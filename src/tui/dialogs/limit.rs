//! Set limit dialog

use crossterm::event::KeyEvent;
use ratatui::{text::Line, Frame};

use crate::error::{BudgetError, BudgetResult};
use crate::models::{LimitPeriod, Money, TransactionKind};
use crate::tui::app::App;
use crate::tui::widgets::{Choice, FormFields, TextInput};
use crate::validation::validate_limit;

use super::{edit_form, form_message, render_form, FormAction};

#[derive(Debug, Clone)]
pub struct LimitForm {
    pub fields: FormFields,
    pub error: Option<String>,
}

impl Default for LimitForm {
    fn default() -> Self {
        let periods: Vec<String> = LimitPeriod::ALL.iter().map(|p| p.to_string()).collect();
        let periods: Vec<&str> = periods.iter().map(String::as_str).collect();
        let mut choice = Choice::new("Period", &periods);
        choice.select(&LimitPeriod::default().to_string());

        let mut fields = FormFields::new(vec![
            TextInput::new().label("Category"),
            TextInput::new().label("Amount").placeholder("0.00"),
        ])
        .with_choice(choice);
        fields.focus_input(0);
        Self { fields, error: None }
    }
}

impl LimitForm {
    pub fn build(&self) -> BudgetResult<(String, Money, LimitPeriod)> {
        let category = self.fields.value(0).to_string();
        if category.is_empty() {
            return Err(BudgetError::Validation("Pick a category".into()));
        }
        let amount = Money::parse(self.fields.value(1))
            .map_err(|_| BudgetError::Validation("Amount must be a number".into()))?;
        let period = validate_limit(amount, self.fields.selected())?;
        Ok((category, amount, period))
    }
}

pub fn render(frame: &mut Frame, app: &App) {
    let form = &app.limit_form;
    let names: Vec<&str> = app
        .categories(Some(TransactionKind::Expense))
        .into_iter()
        .map(|c| c.name.as_str())
        .collect();
    render_form(
        frame,
        app.palette,
        "Set limit",
        &form.fields,
        Some(Line::from(format!("Expense categories: {}", names.join(", ")))),
        form.error.as_deref(),
    );
}

pub fn handle_key(app: &mut App, key: KeyEvent) {
    match edit_form(&mut app.limit_form.fields, key) {
        FormAction::None => {}
        FormAction::Cancel => app.close_dialog(),
        FormAction::Submit => {
            if let Err(e) = app.submit_limit() {
                app.limit_form.error = Some(form_message(&e));
            }
        }
    }
}
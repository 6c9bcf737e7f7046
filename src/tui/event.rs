//! Events for the TUI loop
//!
//! Terminal input is polled on its own thread. Change-feed callbacks send
//! on the same channel, so store snapshots and key presses are handled in
//! the order they happened.

use crossterm::event::{self, Event as CrosstermEvent, KeyEvent, KeyEventKind};
use std::sync::mpsc;
use std::thread;
use std::time::{Duration, Instant};

use tracing::warn;

use crate::storage::StoreEvent;

#[derive(Debug, Clone)]
pub enum Event {
    Key(KeyEvent),
    Resize(u16, u16),
    /// Periodic housekeeping: expire toasts, pick up changes, refresh rates
    Tick,
    /// Snapshot from a store subscription
    Store(StoreEvent),
}

pub struct EventHandler {
    sender: mpsc::Sender<Event>,
    receiver: mpsc::Receiver<Event>,
}

impl EventHandler {
    /// Start the input thread with the given tick rate
    pub fn new(tick_rate: Duration) -> Self {
        let (sender, receiver) = mpsc::channel();
        let input = sender.clone();
        thread::spawn(move || {
            let mut last_tick = Instant::now();
            loop {
                let timeout = tick_rate
                    .checked_sub(last_tick.elapsed())
                    .unwrap_or(Duration::ZERO);

                match event::poll(timeout) {
                    Ok(true) => {
                        let sent = match event::read() {
                            Ok(CrosstermEvent::Key(key)) if key.kind == KeyEventKind::Press => {
                                input.send(Event::Key(key))
                            }
                            Ok(CrosstermEvent::Resize(w, h)) => input.send(Event::Resize(w, h)),
                            Ok(_) => Ok(()),
                            Err(e) => {
                                warn!(error = %e, "failed to read terminal event");
                                Ok(())
                            }
                        };
                        if sent.is_err() {
                            return;
                        }
                    }
                    Ok(false) => {}
                    Err(e) => {
                        warn!(error = %e, "terminal polling stopped");
                        return;
                    }
                }

                if last_tick.elapsed() >= tick_rate {
                    if input.send(Event::Tick).is_err() {
                        return;
                    }
                    last_tick = Instant::now();
                }
            }
        });

        Self { sender, receiver }
    }

    /// Sender for store subscriptions
    pub fn sender(&self) -> mpsc::Sender<Event> {
        self.sender.clone()
    }

    /// Next event (blocking)
    pub fn next(&self) -> Result<Event, mpsc::RecvError> {
        self.receiver.recv()
    }

    /// Events that are already waiting
    pub fn drain(&self) -> Vec<Event> {
        self.receiver.try_iter().collect()
    }
}

impl Default for EventHandler {
    fn default() -> Self {
        Self::new(Duration::from_millis(250))
    }
}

▶ _Work task_: Every line of the material should come back unchanged.

▶ _Task output_:
filename src/tui/dialogs/limit.rs
//! Set limit dialog

use crossterm::event::KeyEvent;
use ratatui::{text::Line, Frame};

use crate::error::{BudgetError, BudgetResult};
use crate::models::{LimitPeriod, Money, TransactionKind};
use crate::tui::app::App;
use crate::tui::widgets::{Choice, FormFields, TextInput};
use crate::validation::validate_limit;

use super::{edit_form, form_message, render_form, FormAction};

#[derive(Debug, Clone)]
pub struct LimitForm {
    pub fields: FormFields,
    pub error: Option<String>,
}

impl Default for LimitForm {
    fn default() -> Self {
        let periods: Vec<String> = LimitPeriod::ALL.iter().map(|p| p.to_string()).collect();
        let periods: Vec<&str> = periods.iter().map(String::as_str).collect();
        let mut choice = Choice::new("Period", &periods);
        choice.select(&LimitPeriod::default().to_string());

        let mut fields = FormFields::new(vec![
            TextInput::new().label("Category"),
            TextInput::new().label("Amount").placeholder("0.00"),
        ])
        .with_choice(choice);
        fields.focus_input(0);
        Self { fields, error: None }
    }
}

impl LimitForm {
    pub fn build(&self) -> BudgetResult<(String, Money, LimitPeriod)> {
        let category = self.fields.value(0).to_string();
        if category.is_empty() {
            return Err(BudgetError::Validation("Pick a category".into()));
        }
        let amount = Money::parse(self.fields.value(1))
            .map_err(|_| BudgetError::Validation("Amount must be a number".into()))?;
        let period = validate_limit(amount, self.fields.selected())?;
        Ok((category, amount, period))
    }
}

pub fn render(frame: &mut Frame, app: &App) {
    let form = &app.limit_form;
    let names: Vec<&str> = app
        .categories(Some(TransactionKind::Expense))
        .into_iter()
        .map(|c| c.name.as_str())
        .collect();
    render_form(
        frame,
        app.palette,
        "Set limit",
        &form.fields,
        Some(Line::from(format!("Expense categories: {}", names.join(", ")))),
        form.error.as_deref(),
    );
}

pub fn handle_key(app: &mut App, key: KeyEvent) {
    match edit_form(&mut app.limit_form.fields, key) {
        FormAction::None => {}
        FormAction::Cancel => app.close_dialog(),
        FormAction::Submit => {
            if let Err(e) = app.submit_limit() {
                app.limit_form.error = Some(form_message(&e));
            }
        }
    }
}
repository 6c9bcf737e7f7046
filename src/tui/event.rs
//! Events for the TUI loop
//!
//! Terminal input is polled on its own thread. Change-feed callbacks send
//! on the same channel, so store snapshots and key presses are handled in
//! the order they happened.

use crossterm::event::{self, Event as CrosstermEvent, KeyEvent, KeyEventKind};
use std::sync::mpsc;
use std::thread;
use std::time::{Duration, Instant};

use tracing::warn;

use crate::storage::StoreEvent;

#[derive(Debug, Clone)]
pub enum Event {
    Key(KeyEvent),
    Resize(u16, u16),
    /// Periodic housekeeping: expire toasts, pick up changes, refresh rates
    Tick,
    /// Snapshot from a store subscription
    Store(StoreEvent),
}

pub struct EventHandler {
    sender: mpsc::Sender<Event>,
    receiver: mpsc::Receiver<Event>,
}

impl EventHandler {
    /// Start the input thread with the given tick rate
    pub fn new(tick_rate: Duration) -> Self {
        let (sender, receiver) = mpsc::channel();
        let input = sender.clone();
        thread::spawn(move || {
            let mut last_tick = Instant::now();
            loop {
                let timeout = tick_rate
                    .checked_sub(last_tick.elapsed())
                    .unwrap_or(Duration::ZERO);

                match event::poll(timeout) {
                    Ok(true) => {
                        let sent = match event::read() {
                            Ok(CrosstermEvent::Key(key)) if key.kind == KeyEventKind::Press => {
                                input.send(Event::Key(key))
                            }
                            Ok(CrosstermEvent::Resize(w, h)) => input.send(Event::Resize(w, h)),
                            Ok(_) => Ok(()),
                            Err(e) => {
                                warn!(error = %e, "failed to read terminal event");
                                Ok(())
                            }
                        };
                        if sent.is_err() {
                            return;
                        }
                    }
                    Ok(false) => {}
                    Err(e) => {
                        warn!(error = %e, "terminal polling stopped");
                        return;
                    }
                }

                if last_tick.elapsed() >= tick_rate {
                    if input.send(Event::Tick).is_err() {
                        return;
                    }
                    last_tick = Instant::now();
                }
            }
        });

        Self { sender, receiver }
    }

    /// Sender for store subscriptions
    pub fn sender(&self) -> mpsc::Sender<Event> {
        self.sender.clone()
    }

    /// Next event (blocking)
    pub fn next(&self) -> Result<Event, mpsc::RecvError> {
        self.receiver.recv()
    }

    /// Events that are already waiting
    pub fn drain(&self) -> Vec<Event> {
        self.receiver.try_iter().collect()
    }
}

impl Default for EventHandler {
    fn default() -> Self {
        Self::new(Duration::from_millis(250))
    }
}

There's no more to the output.